Generative AI in Data Management and Analytics – A New Era of Assistance, Productivity and Automation
The emergence of generative AI has been described as a major breakthrough in technology. It has reduced the time to create new content and triggered a new wave of innovation that is impacting almost every type of software. New tools, applications and functionality are already emerging that are dramatically improving productivity, simplifying user experiences and paving the way for new ways of working. In this keynote session, Mike Ferguson, Europe’s leading IT industry analyst on Data Management and Analytics, looks at the impact generative AI is having on Data Management, BI and Data Science and what it can do to help shorten time to value.
- What is generative AI?
- What are the business benefits of generative AI?
- How is generative AI being used in data management?
- How is generative AI being used in data science and BI
- What does this mean for business going forward?

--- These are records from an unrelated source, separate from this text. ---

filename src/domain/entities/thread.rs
//! Thread recipients.

use serde::{Deserialize, Serialize};

use crate::domain::value_objects::RecipientId;

/// Members of a thread resolved at enqueue time, excluding the local account.
///
/// Duplicates are dropped; first occurrence order is kept.
#[derive(Debug, Clone, PartialEq, Eq, Default, Serialize, Deserialize)]
pub struct RecipientSet {
    members: Vec<RecipientId>,
}

impl RecipientSet {
    pub fn new(members: impl IntoIterator<Item = RecipientId>) -> Self {
        let mut unique: Vec<RecipientId> = Vec::new();
        for member in members {
            if !unique.contains(&member) {
                unique.push(member);
            }
        }
        Self { members: unique }
    }

    pub fn single(recipient: RecipientId) -> Self {
        Self {
            members: vec![recipient],
        }
    }

    pub fn len(&self) -> usize {
        self.members.len()
    }

    pub fn is_empty(&self) -> bool {
        self.members.is_empty()
    }

    /// A send fans out as a group send when more than one member is targeted.
    pub fn is_group(&self) -> bool {
        self.members.len() > 1
    }

    pub fn contains(&self, recipient: &RecipientId) -> bool {
        self.members.contains(recipient)
    }

    pub fn iter(&self) -> impl Iterator<Item = &RecipientId> {
        self.members.iter()
    }
}

impl FromIterator<RecipientId> for RecipientSet {
    fn from_iter<I: IntoIterator<Item = RecipientId>>(iter: I) -> Self {
        Self::new(iter)
    }
}
//! Completion signalling for enqueued sends.
//!
//! Every enqueue returns a [`SendHandle`] that resolves exactly once with the
//! terminal outcome of its send. The send task can wait for the caller to
//! finish observing that outcome before it releases resources the outcome
//! refers to.

use std::future::Future;
use std::pin::Pin;
use std::task::{Context, Poll};

use tokio::sync::oneshot;
use tokio::task::JoinHandle;

use crate::application::dto::SendReport;
use crate::domain::{MessageId, SendError};

pub type SendOutcome = Result<SendReport, SendError>;

/// Outcome plus the acknowledgement the receiver drops once it is done
/// with it.
#[derive(Debug)]
struct Delivery {
    outcome: SendOutcome,
    ack: oneshot::Sender<()>,
}

/// Sending half, owned by the send task.
pub(crate) struct Completion {
    tx: oneshot::Sender<Delivery>,
}

impl Completion {
    /// Deliver the terminal outcome. Consuming `self` makes a second
    /// completion impossible.
    pub(crate) fn complete(self, outcome: SendOutcome) -> Acknowledged {
        let (ack, acked) = oneshot::channel();
        // The caller may have dropped its handle; the send still ran. The
        // rejected delivery drops `ack` with it, so the wait ends at once.
        let _ = self.tx.send(Delivery { outcome, ack });
        Acknowledged(acked)
    }
}

/// Resolves once the caller has observed the outcome: the handle was
/// awaited, its `on_complete` callback returned, or it was dropped.
pub(crate) struct Acknowledged(oneshot::Receiver<()>);

impl Acknowledged {
    pub(crate) async fn wait(self) {
        // Only ever closed, never sent on.
        let _ = self.0.await;
    }
}

/// Awaitable result of one enqueued send.
#[derive(Debug)]
pub struct SendHandle {
    message_id: MessageId,
    rx: oneshot::Receiver<Delivery>,
}

impl SendHandle {
    pub fn message_id(&self) -> MessageId {
        self.message_id
    }

    /// Run one of two callbacks once the send finishes. The send task is
    /// not acknowledged until the callback has returned.
    pub fn on_complete<S, F>(self, on_success: S, on_failure: F) -> JoinHandle<()>
    where
        S: FnOnce(SendReport) + Send + 'static,
        F: FnOnce(SendError) + Send + 'static,
    {
        tokio::spawn(async move {
            let Delivery { outcome, ack } = match self.rx.await {
                Ok(delivery) => delivery,
                Err(_) => return on_failure(ended_without_outcome()),
            };
            match outcome {
                Ok(report) => on_success(report),
                Err(error) => on_failure(error),
            }
            drop(ack);
        })
    }
}

impl Future for SendHandle {
    type Output = SendOutcome;

    fn poll(mut self: Pin<&mut Self>, cx: &mut Context<'_>) -> Poll<Self::Output> {
        Pin::new(&mut self.rx).poll(cx).map(|received| match received {
            Ok(delivery) => delivery.outcome,
            Err(_) => Err(ended_without_outcome()),
        })
    }
}

fn ended_without_outcome() -> SendError {
    SendError::internal("send task ended without reporting an outcome")
}

pub(crate) fn channel(message_id: MessageId) -> (Completion, SendHandle) {
    let (tx, rx) = oneshot::channel();
    (Completion { tx }, SendHandle { message_id, rx })
}
//! Tooltip stack: engine, async service and configuration

mod config;
mod engine;
mod error;
mod positioning;
mod service;

pub use config::{TooltipConfig, ENV_BOUNDARY_MS, ENV_GRACE_MS};
pub use engine::{
    HoverDecision, HoverEvent, OpenTicket, PointerTarget, Popup, TooltipEngine, TooltipKey,
};
pub use error::{StaleReason, TooltipError};
pub use positioning::{clamp_to_viewport, place_near_pointer};
pub use service::TooltipService;
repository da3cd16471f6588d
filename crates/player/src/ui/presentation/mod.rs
//! Presentation layer: tag rendering, stat blocks and page-content processing

pub mod content;
pub mod stat_blocks;
pub mod text;

pub use content::{PageContentProcessor, RenderModeRules};
pub use stat_blocks::{render_entity, render_resolved};
pub use text::{RenderMode, TagRenderer};
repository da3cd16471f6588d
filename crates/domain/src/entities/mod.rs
//! Domain entities - rules records as loaded from reference data

mod bestiary;
mod character_options;
mod common;
mod entity;
mod entity_kind;
mod entries;
mod item;
mod rules;
mod spell;

pub use bestiary::{
    ability_modifier, HitPoints, MonsterRecord, ObjectRecord, TrapRecord, VehicleHull,
    VehicleRecord,
};
pub use character_options::{
    summarize_prerequisites, BackgroundRecord, ClassFeatureRecord, ClassRecord, FeatRecord,
    HitDie, OptionalFeatureRecord, RaceRecord,
};
pub use common::{
    size_name, AbilityBonus, AbilityChoice, RecordMeta, Speed, SpeedValue, DEFAULT_SOURCE,
};
pub use entity::Entity;
pub use entity_kind::{EntityKind, MONSTER_DEFAULT_SOURCE};
pub use entries::{Entry, EntryBlock};
pub use item::ItemRecord;
pub use rules::{ActionRecord, ConditionRecord, RewardRecord, SkillRecord, VariantRuleRecord};
pub use spell::{
    CastingTime, Distance, DurationAmount, MaterialComponent, SpellComponents, SpellDuration,
    SpellFlags, SpellRange, SpellRecord,
};
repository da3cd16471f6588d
//! Unified error types for the domain layer
//!
//! Provides a common error type for parsing and validating rules data,
//! so adapters never have to fall back to `String` errors.

use thiserror::Error;

/// Unified error type for domain operations
#[derive(Debug, Error, Clone, PartialEq, Eq)]
pub enum DomainError {
    /// Validation failed (e.g., empty reference name)
    #[error("Validation failed: {0}")]
    Validation(String),

    /// Parse error (for value objects)
    #[error("Parse error: {0}")]
    Parse(String),

    /// A raw record could not be turned into a typed entity
    #[error("Invalid {kind} record '{name}': {reason}")]
    InvalidRecord {
        kind: &'static str,
        name: String,
        reason: String,
    },
}

impl DomainError {
    /// Creates a validation error for rule violations on lookups and keys.
    pub fn validation(msg: impl Into<String>) -> Self {
        Self::Validation(msg.into())
    }

    /// Creates a parse error for string-to-type conversion failures.
    ///
    /// Use this in `FromStr` implementations when the input string
    /// doesn't match any known variant or format:
    /// - Unknown entity kind names
    /// - Malformed selectors or tags
    ///
    /// # Example
    /// ```ignore
    /// impl FromStr for EntityKind {
    ///     type Err = DomainError;
    ///     fn from_str(s: &str) -> Result<Self, Self::Err> {
    ///         match s {
    ///             "spell" => Ok(Self::Spell),
    ///             _ => Err(DomainError::parse(format!("Unknown entity kind: {}", s))),
    ///         }
    ///     }
    /// }
    /// ```
    pub fn parse(msg: impl Into<String>) -> Self {
        Self::Parse(msg.into())
    }

    /// Create an invalid record error
    pub fn invalid_record(
        kind: &'static str,
        name: impl Into<String>,
        reason: impl Into<String>,
    ) -> Self {
        Self::InvalidRecord {
            kind,
            name: name.into(),
            reason: reason.into(),
        }
    }
}
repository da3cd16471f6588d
//! PopupHost - where popups physically live
//!
//! The host owns the popup containers (pin button, close button, drag handle
//! and content region). The engine decides *what* is open and *where*; the
//! host draws it.

use crate::domain::{Point, PopupId, Size};

/// Visual state of a popup container.
#[derive(Debug, Clone, Copy, PartialEq, Eq)]
pub struct PopupVisual {
    pub shown: bool,
    pub pinned: bool,
}

impl PopupVisual {
    pub fn shown(pinned: bool) -> Self {
        Self {
            shown: true,
            pinned,
        }
    }

    /// CSS classes for the container. The drag handle is visible only with `pinned`.
    pub fn classes(&self) -> Vec<&'static str> {
        let mut classes = vec![if self.shown { "show" } else { "hide" }];
        if self.pinned {
            classes.push("pinned");
        }
        classes
    }
}

/// Host side of the popup contract.
///
/// Unknown popup ids must be ignored by implementations.
pub trait PopupHost: Send + Sync {
    /// Current viewport size.
    fn viewport(&self) -> Size;

    /// Create a container for `id` holding `html` and return its measured size.
    ///
    /// `None` means no container could be created (host not ready, document
    /// gone); the engine then abandons the open.
    fn mount_popup(&self, id: PopupId, html: &str) -> Option<Size>;

    /// Move the container's top-left corner.
    fn place_popup(&self, id: PopupId, position: Point);

    fn set_visual(&self, id: PopupId, visual: PopupVisual);

    fn remove_popup(&self, id: PopupId);
}
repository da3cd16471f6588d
//! Test fixtures: an in-memory data source and a small sample data set.
//!
//! The sample documents mirror the 5etools `data/` layout closely enough to
//! exercise every storage shape (single files, merged files, per-source and
//! merged indexes).

use async_trait::async_trait;
use dashmap::DashMap;
use serde_json::{json, Value};
use std::collections::HashMap;
use std::sync::atomic::{AtomicUsize, Ordering};
use std::time::Duration;

use crate::infrastructure::ports::{DataSourceError, DataSourcePort};

// =============================================================================
// In-memory data source
// =============================================================================

/// Serves documents from a map, counting every fetch per path.
pub struct InMemoryDataSource {
    documents: HashMap<String, Value>,
    delay: Option<Duration>,
    fail_remaining: AtomicUsize,
    fetches: DashMap<String, usize>,
}

impl InMemoryDataSource {
    pub fn new(documents: HashMap<String, Value>) -> Self {
        Self {
            documents,
            delay: None,
            fail_remaining: AtomicUsize::new(0),
            fetches: DashMap::new(),
        }
    }

    /// Sleep before answering, so concurrent callers overlap.
    pub fn with_delay(mut self, delay: Duration) -> Self {
        self.delay = Some(delay);
        self
    }

    /// Fail the next `count` fetches with an IO error.
    pub fn failing_first(self, count: usize) -> Self {
        self.fail_remaining.store(count, Ordering::SeqCst);
        self
    }

    pub fn fetch_count(&self, path: &str) -> usize {
        self.fetches.get(path).map(|count| *count).unwrap_or(0)
    }

    pub fn total_fetches(&self) -> usize {
        self.fetches.iter().map(|entry| *entry.value()).sum()
    }
}

#[async_trait]
impl DataSourcePort for InMemoryDataSource {
    async fn fetch_document(&self, path: &str) -> Result<Value, DataSourceError> {
        *self.fetches.entry(path.to_string()).or_insert(0) += 1;

        if let Some(delay) = self.delay {
            tokio::time::sleep(delay).await;
        }

        let should_fail = self
            .fail_remaining
            .fetch_update(Ordering::SeqCst, Ordering::SeqCst, |n| n.checked_sub(1))
            .is_ok();
        if should_fail {
            return Err(DataSourceError::Io {
                path: path.to_string(),
                source: std::io::Error::new(std::io::ErrorKind::Other, "injected failure"),
            });
        }

        self.documents
            .get(path)
            .cloned()
            .ok_or_else(|| DataSourceError::NotFound(path.to_string()))
    }

    fn describe(&self) -> String {
        "memory".to_string()
    }
}

// =============================================================================
// Sample data
// =============================================================================

/// A small data set covering every storage shape.
pub fn sample_documents() -> HashMap<String, Value> {
    let mut docs = HashMap::new();

    docs.insert(
        "races.json".to_string(),
        json!({
            "race": [
                {"name": "Tiefling", "source": "PHB", "page": 42, "size": ["M"], "speed": 30,
                 "ability": [{"cha": 2, "int": 1}], "darkvision": 60,
                 "entries": ["To be greeted with stares and whispers..."]},
                {"name": "Dwarf", "source": "PHB", "page": 18, "size": ["M"], "speed": 25,
                 "ability": [{"con": 2}], "darkvision": 60}
            ]
        }),
    );

    docs.insert(
        "spells/index.json".to_string(),
        json!({"PHB": "spells-phb.json", "XGE": "spells-xge.json"}),
    );
    docs.insert(
        "spells/spells-phb.json".to_string(),
        json!({
            "spell": [
                {"name": "Fireball", "source": "PHB", "page": 241, "level": 3, "school": "V",
                 "time": [{"number": 1, "unit": "action"}],
                 "range": {"type": "point", "distance": {"type": "feet", "amount": 150}},
                 "components": {"v": true, "s": true, "m": "a tiny ball of bat guano and sulfur"},
                 "duration": [{"type": "instant"}],
                 "entries": ["A bright streak flashes from your pointing finger. See also {@spell fireball}."]},
                {"name": "Fire Bolt", "source": "PHB", "page": 242, "level": 0, "school": "V",
                 "entries": ["You hurl a mote of fire."]},
                {"name": "Tasha's Hideous Laughter", "source": "PHB", "page": 280, "level": 1, "school": "E",
                 "entries": ["A creature of your choice..."]},
                {"name": "Broken Spell", "source": "PHB", "level": "high"}
            ]
        }),
    );
    docs.insert(
        "spells/spells-xge.json".to_string(),
        json!({
            "spell": [
                {"name": "Toll the Dead", "source": "XGE", "page": 169, "level": 0, "school": "N"}
            ]
        }),
    );

    docs.insert(
        "items.json".to_string(),
        json!({
            "item": [
                {"name": "Bag of Holding", "source": "DMG", "page": 153, "rarity": "uncommon", "wondrous": true}
            ]
        }),
    );
    docs.insert(
        "items-base.json".to_string(),
        json!({
            "baseitem": [
                {"name": "Longsword", "source": "PHB", "page": 149, "type": "M", "rarity": "none",
                 "weight": 3, "value": 1500, "dmg1": "1d8", "dmg2": "1d10", "dmgType": "S",
                 "property": ["V"], "weapon": true, "weaponCategory": "martial"}
            ]
        }),
    );

    docs.insert(
        "class/index.json".to_string(),
        json!({"fighter": "class-fighter.json", "wizard": "class-wizard.json"}),
    );
    docs.insert(
        "class/class-fighter.json".to_string(),
        json!({
            "class": [
                {"name": "Fighter", "source": "PHB", "hd": {"number": 1, "faces": 10},
                 "proficiency": ["str", "con"], "subclassTitle": "Martial Archetype"}
            ],
            "classFeature": [
                {"name": "Action Surge", "source": "PHB", "className": "Fighter",
                 "classSource": "PHB", "level": 2, "entries": ["You can push yourself beyond your normal limits."]}
            ]
        }),
    );
    docs.insert(
        "class/class-wizard.json".to_string(),
        json!({
            "class": [
                {"name": "Wizard", "source": "PHB", "hd": {"number": 1, "faces": 6},
                 "proficiency": ["int", "wis"], "spellcastingAbility": "int"}
            ]
        }),
    );

    docs.insert(
        "feats.json".to_string(),
        json!({
            "feat": [
                {"name": "Alert", "source": "XPHB", "category": "O", "entries": ["Initiative proficiency."]},
                {"name": "Alert", "source": "PHB", "page": 165, "entries": ["Always on the lookout for danger."]}
            ]
        }),
    );

    docs.insert(
        "conditionsdiseases.json".to_string(),
        json!({
            "condition": [
                {"name": "Blinded", "source": "PHB", "page": 290,
                 "entries": [{"type": "list", "items": ["A blinded creature can't see."]}]}
            ],
            "disease": [
                {"name": "Cackle Fever", "source": "DMG", "page": 257}
            ]
        }),
    );

    docs.insert(
        "bestiary/index.json".to_string(),
        json!({"MM": "bestiary-mm.json"}),
    );
    docs.insert(
        "bestiary/bestiary-mm.json".to_string(),
        json!({
            "monster": [
                {"name": "Goblin", "source": "MM", "page": 166, "size": ["S"],
                 "type": {"type": "humanoid", "tags": ["goblinoid"]},
                 "ac": [{"ac": 15, "from": ["leather armor", "shield"]}],
                 "hp": {"average": 7, "formula": "2d6"}, "speed": {"walk": 30},
                 "str": 8, "dex": 14, "con": 10, "int": 10, "wis": 8, "cha": 8, "cr": "1/4"}
            ]
        }),
    );

    docs
}
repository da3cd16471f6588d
//! Player port definitions.

pub mod outbound;
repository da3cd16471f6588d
//! Port traits for infrastructure boundaries.
//!
//! Reference data is the only external dependency of the engine: a tree of
//! JSON documents addressed by relative path. Where those documents come
//! from (local disk, a remote mirror) is an adapter concern.

use async_trait::async_trait;
use serde_json::Value;

// =============================================================================
// Error Types
// =============================================================================

#[derive(Debug, thiserror::Error)]
pub enum DataSourceError {
    #[error("Document not found: {0}")]
    NotFound(String),
    #[error("Invalid document path (traversal attempt): {0}")]
    InvalidPath(String),
    #[error("IO error reading {path}: {source}")]
    Io {
        path: String,
        #[source]
        source: std::io::Error,
    },
    #[error("Request for {path} failed: {message}")]
    Request { path: String, message: String },
    #[error("JSON parse error in {path}: {source}")]
    Parse {
        path: String,
        #[source]
        source: serde_json::Error,
    },
}

impl DataSourceError {
    /// Whether the document simply does not exist (as opposed to a failed read).
    pub fn is_not_found(&self) -> bool {
        matches!(self, DataSourceError::NotFound(_))
    }
}

// =============================================================================
// Reference Data Port
// =============================================================================

/// Fetch and parse one JSON document relative to the data root.
///
/// Paths use `/` separators (`spells/index.json`). Implementations must
/// refuse paths that escape the data root.
#[cfg_attr(test, mockall::automock)]
#[async_trait]
pub trait DataSourcePort: Send + Sync {
    async fn fetch_document(&self, path: &str) -> Result<Value, DataSourceError>;

    /// Short label for logs ("fs:/data/5etools", "http://mirror/").
    fn describe(&self) -> String;
}

/// Reject absolute paths, backslashes and `..` components.
pub fn validate_document_path(path: &str) -> Result<(), DataSourceError> {
    let invalid = path.is_empty()
        || path.starts_with('/')
        || path.contains('\\')
        || path.contains(':')
        || path.split('/').any(|part| part == ".." || part.is_empty());
    if invalid {
        return Err(DataSourceError::InvalidPath(path.to_string()));
    }
    Ok(())
}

- What should you do to get started?
Data Architecture Evolution and the Impact on Analytics
In the last 12-18 months we have seen many different architectures emerge from many different vendors who claim to be offering ‘the modern data architecture solution’ for the data-driven enterprise. These range from streaming data platforms to data lakes, to cloud data warehouses supporting structured, semi-structured and unstructured data, cloud data warehouses supporting external tables and federated query processing, lakehouses, data fabric, and federated query platforms offering virtual views of data and virtual data products on data in data lakes and lakehouses. In addition, all of these vendor architectures are claiming to support the building of data products in a data mesh. It’s not surprising therefore, that customers are confused as to which option to choose.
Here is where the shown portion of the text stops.